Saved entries
┄┄┄┄┄┄┄┄┄┄┄┄┄┄┄┄┄┄┄┄
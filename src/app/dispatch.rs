//! Event dispatch - one entry point per platform event.
//!
//! Every handler runs to completion inside [`Editor::batch`]: scene
//! notifications are held, history records at most one entry, and change
//! listeners fire once when the batch closes.

use super::state::{Editor, EditorMode, ListenerId};
use crate::app_state::AppState;
use crate::element::Element;
use crate::error::EditorResult;
use crate::groups::select_groups_for_selected_elements;
use crate::input::EditorEvent;
use crate::perf::profile_scope;
use std::time::Instant;

impl Editor {
    pub fn dispatch(&mut self, event: EditorEvent) -> EditorResult<()> {
        self.dispatch_at(event, Instant::now())
    }

    /// Dispatch with an explicit clock, so deadlines are deterministic in tests.
    pub fn dispatch_at(&mut self, event: EditorEvent, now: Instant) -> EditorResult<()> {
        profile_scope!("dispatch");
        let Some(event) = event.sanitized(self.keys.last_viewport_cursor) else {
            tracing::trace!("dropped event with non-finite coordinates");
            return Ok(());
        };
        self.system.perf.begin_event(event.kind());
        self.tick(now);
        let result = self.batch(|editor| {
            editor.drain_remote_updates();
            editor.handle_event(event)
        });
        if let Err(e) = &result {
            tracing::warn!("Event rejected: {}", e);
        }
        self.system.perf.end_event();
        result
    }

    fn handle_event(&mut self, event: EditorEvent) -> EditorResult<()> {
        match event {
            EditorEvent::PointerDown(e) => self.handle_pointer_down(&e),
            EditorEvent::PointerMove(e) => self.handle_pointer_move(&e),
            EditorEvent::PointerUp(e) => self.handle_pointer_up(&e),
            EditorEvent::PointerCancel(e) => self.handle_pointer_cancel(&e),
            EditorEvent::DoubleClick(e) => self.handle_double_click(&e),
            EditorEvent::Wheel(e) => self.handle_wheel(&e),
            EditorEvent::KeyDown(e) => self.handle_key_down(&e),
            EditorEvent::KeyUp(e) => self.handle_key_up(&e),
            EditorEvent::Blur => self.handle_blur(),
            EditorEvent::Paste { payload, position } => {
                self.keys.last_viewport_cursor = position;
                return self.paste_text(&payload);
            }
            EditorEvent::Drop(payload) => return self.drop_payload(payload),
        }
        Ok(())
    }

    /// Run `f` as one logical change: held notifications, one history
    /// record, one listener round.
    pub(crate) fn batch<R>(&mut self, f: impl FnOnce(&mut Self) -> R) -> R {
        self.scene.hold_notifications();
        let result = f(self);
        self.close_point_editor_if_deselected();
        self.history
            .record(&self.state, self.scene.elements_including_deleted());
        self.scene.release_notifications();
        self.fire_listeners();
        result
    }

    fn fire_listeners(&mut self) {
        let elements = self.scene.elements_including_deleted();
        for (_, listener) in self.listeners.iter_mut() {
            listener(elements, &self.state);
        }
    }

    /// Fire expired deadlines and poll the settings watcher.
    pub fn tick(&mut self, now: Instant) {
        self.system.now = now;
        if self.system.cache_ignore_zoom.poll(now) {
            self.state.should_cache_ignore_zoom = false;
            self.restore_stashed_selection();
        }
        // An expired tap window simply closes
        self.system.tap_twice.poll(now);
        self.check_settings_reload();
    }

    /// Put back a selection stashed by a zoom gesture, if nothing was selected since.
    pub(crate) fn restore_stashed_selection(&mut self) {
        if !self.state.selected_element_ids.is_empty() || self.state.previous_selected_element_ids.is_empty() {
            return;
        }
        let scene = &self.scene;
        let mut restored = std::mem::take(&mut self.state.previous_selected_element_ids);
        restored.retain(|id| scene.get_live_element(id).is_some());
        self.state.selected_element_ids = restored;
        select_groups_for_selected_elements(&mut self.state, self.scene.elements_including_deleted());
    }

    pub fn add_change_listener(&mut self, listener: impl FnMut(&[Element], &AppState) + 'static) -> ListenerId {
        let id = ListenerId(self.next_listener_id);
        self.next_listener_id += 1;
        self.listeners.push((id, Box::new(listener)));
        id
    }

    pub fn remove_change_listener(&mut self, id: ListenerId) -> bool {
        let before = self.listeners.len();
        self.listeners.retain(|(listener_id, _)| *listener_id != id);
        before != self.listeners.len()
    }

    /// Conceptual mode. Orthogonal layers win over an idle gesture state.
    pub fn mode(&self) -> EditorMode {
        if self.pinch.is_pinching() {
            return EditorMode::Pinching;
        }
        if self.interaction.is_panning() {
            return EditorMode::Panning;
        }
        if self.interaction.is_dragging_scroll_bar() {
            return EditorMode::DraggingScrollBar;
        }
        if let Some(mode) = self.interaction.mode() {
            return EditorMode::Pointer(mode);
        }
        let editing_text = self
            .state
            .editing_element
            .as_ref()
            .and_then(|id| self.scene.get_live_element(id))
            .is_some_and(|el| el.is_text());
        if editing_text {
            return EditorMode::EditingText;
        }
        if self.state.multi_element.is_some() {
            return EditorMode::DrawingLinearMultiPoint;
        }
        EditorMode::Idle
    }
}
//! Spatial Index Module
//!
//! R-tree over element bounds used as a broad phase for hit testing. The
//! exact shape tests in `element::hit_test` only run on the candidates the
//! tree returns, which keeps pointer-down and hover cheap on large scenes.

use crate::element::{element_bounds, hit_test, Element, ElementId};
use crate::geometry::{Bounds, Point};
use crate::constants::{BOUNDING_BOX_HIT_PADDING, SHAPE_HIT_TOLERANCE};
use crate::perf::profile_scope;
use rstar::{RTree, RTreeObject, AABB};

/// One live element's box plus its z-index.
#[derive(Debug, Clone)]
pub struct SpatialEntry {
    pub id: ElementId,
    pub z: usize,
    pub bounds: Bounds,
}

impl RTreeObject for SpatialEntry {
    type Envelope = AABB<[f32; 2]>;

    fn envelope(&self) -> Self::Envelope {
        AABB::from_corners(
            [self.bounds.min_x, self.bounds.min_y],
            [self.bounds.max_x, self.bounds.max_y],
        )
    }
}

impl PartialEq for SpatialEntry {
    fn eq(&self, other: &Self) -> bool {
        self.id == other.id
    }
}

/// R-tree of element bounds.
#[derive(Default)]
pub struct SpatialIndex {
    tree: RTree<SpatialEntry>,
    /// Widest stroke in the index, added to the query slack
    max_stroke: f32,
    len: usize,
}

impl SpatialIndex {
    pub fn new() -> Self {
        Self::default()
    }

    /// Build from the scene sequence. Tombstones are skipped; z is the scene position.
    pub fn from_elements(elements: &[Element]) -> Self {
        profile_scope!("spatial_index_build");
        let mut max_stroke = 0.0f32;
        let entries: Vec<SpatialEntry> = elements
            .iter()
            .enumerate()
            .filter(|(_, el)| !el.is_deleted)
            .map(|(z, el)| {
                max_stroke = max_stroke.max(el.style.stroke_width);
                SpatialEntry {
                    id: el.id().clone(),
                    z,
                    bounds: element_bounds(el),
                }
            })
            .collect();
        let len = entries.len();
        Self {
            tree: RTree::bulk_load(entries),
            max_stroke,
            len,
        }
    }

    /// Candidates whose box is within `slack` of `p`, bottom to top.
    pub fn query_point(&self, p: Point, slack: f32) -> Vec<&SpatialEntry> {
        let envelope = AABB::from_corners([p.x - slack, p.y - slack], [p.x + slack, p.y + slack]);
        let mut hits: Vec<&SpatialEntry> = self.tree.locate_in_envelope_intersecting(&envelope).collect();
        hits.sort_by_key(|e| e.z);
        hits
    }

    /// Entries whose box intersects `area`, bottom to top.
    pub fn query_rect(&self, area: Bounds) -> Vec<&SpatialEntry> {
        let envelope = AABB::from_corners([area.min_x, area.min_y], [area.max_x, area.max_y]);
        let mut hits: Vec<&SpatialEntry> = self.tree.locate_in_envelope_intersecting(&envelope).collect();
        hits.sort_by_key(|e| e.z);
        hits
    }

    pub fn len(&self) -> usize {
        self.len
    }

    pub fn is_empty(&self) -> bool {
        self.len == 0
    }

    pub fn max_stroke(&self) -> f32 {
        self.max_stroke
    }
}

/// Cached index that is rebuilt whenever the scene revision moves.
#[derive(Default)]
pub struct HitTester {
    index: SpatialIndex,
    revision: Option<u64>,
}

impl HitTester {
    pub fn new() -> Self {
        Self::default()
    }

    fn ensure(&mut self, elements: &[Element], revision: u64) {
        if self.revision != Some(revision) {
            self.index = SpatialIndex::from_elements(elements);
            self.revision = Some(revision);
        }
    }

    pub fn invalidate(&mut self) {
        self.revision = None;
    }

    /// Every live element hit at `p`, bottom to top. Selected elements also hit on their padded box.
    pub fn elements_at(
        &mut self,
        elements: &[Element],
        revision: u64,
        p: Point,
        zoom: f32,
        is_selected: impl Fn(&ElementId) -> bool,
    ) -> Vec<ElementId> {
        profile_scope!("hit_test_elements_at");
        self.ensure(elements, revision);
        let zoom = zoom.max(f32::EPSILON);
        let slack = (BOUNDING_BOX_HIT_PADDING + SHAPE_HIT_TOLERANCE) / zoom + self.index.max_stroke();
        self.index
            .query_point(p, slack)
            .into_iter()
            .filter_map(|entry| elements.get(entry.z).filter(|el| el.id() == &entry.id))
            .filter(|el| hit_test(el, is_selected(el.id()), p, zoom))
            .map(|el| el.id().clone())
            .collect()
    }

    /// Live elements whose box intersects `area`, bottom to top.
    pub fn elements_in(&mut self, elements: &[Element], revision: u64, area: Bounds) -> Vec<ElementId> {
        self.ensure(elements, revision);
        self.index
            .query_rect(area)
            .into_iter()
            .map(|entry| entry.id.clone())
            .collect()
    }

    pub fn indexed_len(&self) -> usize {
        self.index.len()
    }
}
┄┄┄┄┄┄┄┄┄┄┄┄┄┄┄┄┄┄┄┄
EXERCISE OBJECTIVE: Copy out only the lines of the records above from the one with "pub fn len(&self)" through the one with "self.index = SpatialIndex::from_elements(elements);", exactly as they stand, both included.

ANSWER SECTION:
    pub fn len(&self) -> usize {
        self.len
    }

    pub fn is_empty(&self) -> bool {
        self.len == 0
    }

    pub fn max_stroke(&self) -> f32 {
        self.max_stroke
    }
}

/// Cached index that is rebuilt whenever the scene revision moves.
#[derive(Default)]
pub struct HitTester {
    index: SpatialIndex,
    revision: Option<u64>,
}

impl HitTester {
    pub fn new() -> Self {
        Self::default()
    }

    fn ensure(&mut self, elements: &[Element], revision: u64) {
        if self.revision != Some(revision) {
            self.index = SpatialIndex::from_elements(elements);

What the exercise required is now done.